Structure-Activity Relationship of NMDA Receptor Ligands and Their Activities on the ERK Activation through Metabotropic Signaling Pathway.

Abstract

The N-methyl-D-aspartate receptor (NMDA-R) subunit GluN2B is abundantly expressed in brain regions critical for synaptic plasticity and cognitive processes. This study investigated the structure-activity relationships (SAR) of NMDA-R ligands using GluN2B as a molecular target. Thirty potential NMDA-R antagonists were categorized into two structural classes: 1-(1-phenylcyclohexyl) amines (series A) and α-amino-2-phenylcyclohexanone derivatives (series B).
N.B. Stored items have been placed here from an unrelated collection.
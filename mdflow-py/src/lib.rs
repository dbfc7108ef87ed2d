//! Python bindings for the mdflow pipeline.
//!
//! Exposes the simulation tool to Python agents as plain functions that take
//! and return builtin types:
//!
//! ```python
//! import mdflow_py
//! result = mdflow_py.run_md_simulation("1abc.pdb", stages=["minimization", "nvt"])
//! print(result["message"])
//! ```

use mdflow::config::{ParameterOverrides, SimulationSettings};
use mdflow::errors::MdflowError;
use mdflow::observability::{init_tracing, LogFormat};
use mdflow::tool::{self, SimulationRequest};
use pyo3::create_exception;
use pyo3::exceptions::PyException;
use pyo3::prelude::*;
use pyo3::types::{PyDict, PyList};
use std::collections::BTreeMap;
use std::path::PathBuf;

create_exception!(mdflow_py, SimulationError, PyException, "Base class for mdflow errors.");
create_exception!(
    mdflow_py,
    ConfigurationError,
    SimulationError,
    "Invalid stage definitions or selection."
);
create_exception!(
    mdflow_py,
    MissingPrerequisiteError,
    SimulationError,
    "Engine, template or structure not found."
);
create_exception!(
    mdflow_py,
    ConcurrentRunError,
    SimulationError,
    "Work directory in use by another run."
);
create_exception!(
    mdflow_py,
    MissingDependencyError,
    SimulationError,
    "A completed stage's output vanished before the next stage ran."
);

fn to_py_err(err: &MdflowError) -> PyErr {
    let mut message = err.to_string();
    if let Some(hint) = err.error_info().and_then(|i| i.fix_hint.as_ref()) {
        message.push_str(&format!(" (hint: {hint})"));
    }
    match err {
        MdflowError::Configuration(_) => ConfigurationError::new_err(message),
        MdflowError::MissingPrerequisite(_) => MissingPrerequisiteError::new_err(message),
        MdflowError::ConcurrentRun(_) => ConcurrentRunError::new_err(message),
        MdflowError::MissingDependency(_) => MissingDependencyError::new_err(message),
        _ => SimulationError::new_err(message),
    }
}

fn load_settings() -> PyResult<SimulationSettings> {
    SimulationSettings::load().map_err(|e| to_py_err(&e))
}

fn parse_overrides(
    overrides: &Bound<'_, PyDict>,
) -> PyResult<BTreeMap<String, ParameterOverrides>> {
    let value = py_to_json(overrides.as_any())?;
    serde_json::from_value(value).map_err(|e| {
        ConfigurationError::new_err(format!(
            "overrides must map stage names to {{parameter: value}} dicts: {e}"
        ))
    })
}

/// Runs the MD pipeline on a PDB file and returns a result dict.
///
/// Raises `MissingPrerequisiteError` when GROMACS or the templates are not
/// provisioned, and `MissingDependencyError` when a completed stage's output
/// disappeared mid-run. Other stage failures are reported in the returned
/// dict under `status`, `failed_stage`, `failure` and `log_excerpt`.
#[pyfunction]
#[pyo3(signature = (pdb_file, work_dir=None, stages=None, force=false, overrides=None))]
fn run_md_simulation(
    py: Python<'_>,
    pdb_file: PathBuf,
    work_dir: Option<PathBuf>,
    stages: Option<Vec<String>>,
    force: bool,
    overrides: Option<&Bound<'_, PyDict>>,
) -> PyResult<PyObject> {
    let _ = init_tracing(LogFormat::from_env());
    let settings = load_settings()?;

    let mut request = SimulationRequest::new(pdb_file).with_force(force);
    if let Some(dir) = work_dir {
        request = request.with_work_dir(dir);
    }
    if let Some(stages) = stages {
        request = request
            .with_stages(stages.as_slice())
            .map_err(|e| to_py_err(&MdflowError::from(e)))?;
    }
    if let Some(overrides) = overrides {
        request.overrides = parse_overrides(overrides)?;
    }

    let report = py
        .allow_threads(|| tool::run_simulation_blocking(request, &settings))
        .map_err(|e| to_py_err(&e))?;
    let value = serde_json::to_value(&report).map_err(|e| SimulationError::new_err(e.to_string()))?;
    json_to_py(py, &value)
}

/// Reports whether GROMACS and the stage templates are available.
#[pyfunction]
fn check_requirements(py: Python<'_>) -> PyResult<PyObject> {
    let settings = load_settings()?;
    let report = tool::check_requirements(&settings);
    let mut value =
        serde_json::to_value(&report).map_err(|e| SimulationError::new_err(e.to_string()))?;
    if let Some(map) = value.as_object_mut() {
        map.insert("ready".to_string(), serde_json::json!(report.is_ready()));
    }
    json_to_py(py, &value)
}

// Helper functions

fn py_to_json(obj: &Bound<'_, PyAny>) -> PyResult<serde_json::Value> {
    if obj.is_none() {
        return Ok(serde_json::Value::Null);
    }

    if let Ok(b) = obj.extract::<bool>() {
        return Ok(serde_json::Value::Bool(b));
    }

    if let Ok(i) = obj.extract::<i64>() {
        return Ok(serde_json::Value::Number(i.into()));
    }

    if let Ok(f) = obj.extract::<f64>() {
        if let Some(n) = serde_json::Number::from_f64(f) {
            return Ok(serde_json::Value::Number(n));
        }
    }

    if let Ok(s) = obj.extract::<String>() {
        return Ok(serde_json::Value::String(s));
    }

    if let Ok(list) = obj.downcast::<PyList>() {
        let mut arr = Vec::new();
        for item in list.iter() {
            arr.push(py_to_json(&item)?);
        }
        return Ok(serde_json::Value::Array(arr));
    }

    if let Ok(dict) = obj.downcast::<PyDict>() {
        let mut map = serde_json::Map::new();
        for (key, value) in dict.iter() {
            let key_str: String = key.extract()?;
            map.insert(key_str, py_to_json(&value)?);
        }
        return Ok(serde_json::Value::Object(map));
    }

    Ok(serde_json::Value::String(obj.str()?.to_string()))
}

fn json_to_py(py: Python<'_>, value: &serde_json::Value) -> PyResult<PyObject> {
    Ok(match value {
        serde_json::Value::Null => py.None(),
        serde_json::Value::Bool(b) => b.to_object(py),
        serde_json::Value::Number(n) => {
            if let Some(i) = n.as_i64() {
                i.into_py(py)
            } else if let Some(f) = n.as_f64() {
                f.into_py(py)
            } else {
                py.None()
            }
        }
        serde_json::Value::String(s) => s.to_object(py),
        serde_json::Value::Array(arr) => {
            let items = arr
                .iter()
                .map(|v| json_to_py(py, v))
                .collect::<PyResult<Vec<_>>>()?;
            PyList::new_bound(py, items).into_py(py)
        }
        serde_json::Value::Object(map) => {
            let dict = PyDict::new_bound(py);
            for (k, v) in map {
                dict.set_item(k, json_to_py(py, v)?)?;
            }
            dict.into_py(py)
        }
    })
}

/// The mdflow Python module.
#[pymodule]
fn mdflow_py(m: &Bound<'_, PyModule>) -> PyResult<()> {
    m.add_function(wrap_pyfunction!(run_md_simulation, m)?)?;
    m.add_function(wrap_pyfunction!(check_requirements, m)?)?;

    let py = m.py();
    m.add("SimulationError", py.get_type_bound::<SimulationError>())?;
    m.add("ConfigurationError", py.get_type_bound::<ConfigurationError>())?;
    m.add("MissingPrerequisiteError", py.get_type_bound::<MissingPrerequisiteError>())?;
    m.add("ConcurrentRunError", py.get_type_bound::<ConcurrentRunError>())?;
    m.add(
        "MissingDependencyError",
        py.get_type_bound::<MissingDependencyError>(),
    )?;

    m.add("__version__", "0.1.0")?;
    m.add("__rust_version__", env!("CARGO_PKG_VERSION"))?;

    Ok(())
}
In series A compounds, the phenyl ring and R1 substituents were positioned at the carbon center of the cyclohexyl ring, with R2 substituents at the para- or meta-positions of the phenyl ring. SAR analysis revealed optimal binding affinity when R1 was carbonyl (C=O) and R2 was 4-methoxy (4-OMe). Series B compounds featured a cyclohexanone scaffold with NH-R1 at the α-position and a phenyl ring bearing R2 substituents at ortho-, meta-, or para-positions. Maximum binding affinity was achieved with R1 as hydrogen (H) and R2 as hydroxyl (OH). Compounds were assessed for GluN2B-mediated ERK activation to evaluate potential metabotropic signaling properties. Approximately 50% of the compounds demonstrated ERK activation through a non-ionotropic signaling cascade involving Src, phosphatidylinositol 3-kinase, and protein kinase C. This study elucidated key structural determinants for NMDA-R binding and characterized a novel metabotropic signaling pathway. Notably, our findings suggest that compounds acting as antagonists at the ionotropic site may simultaneously function as agonists through non-ionotropic mechanisms.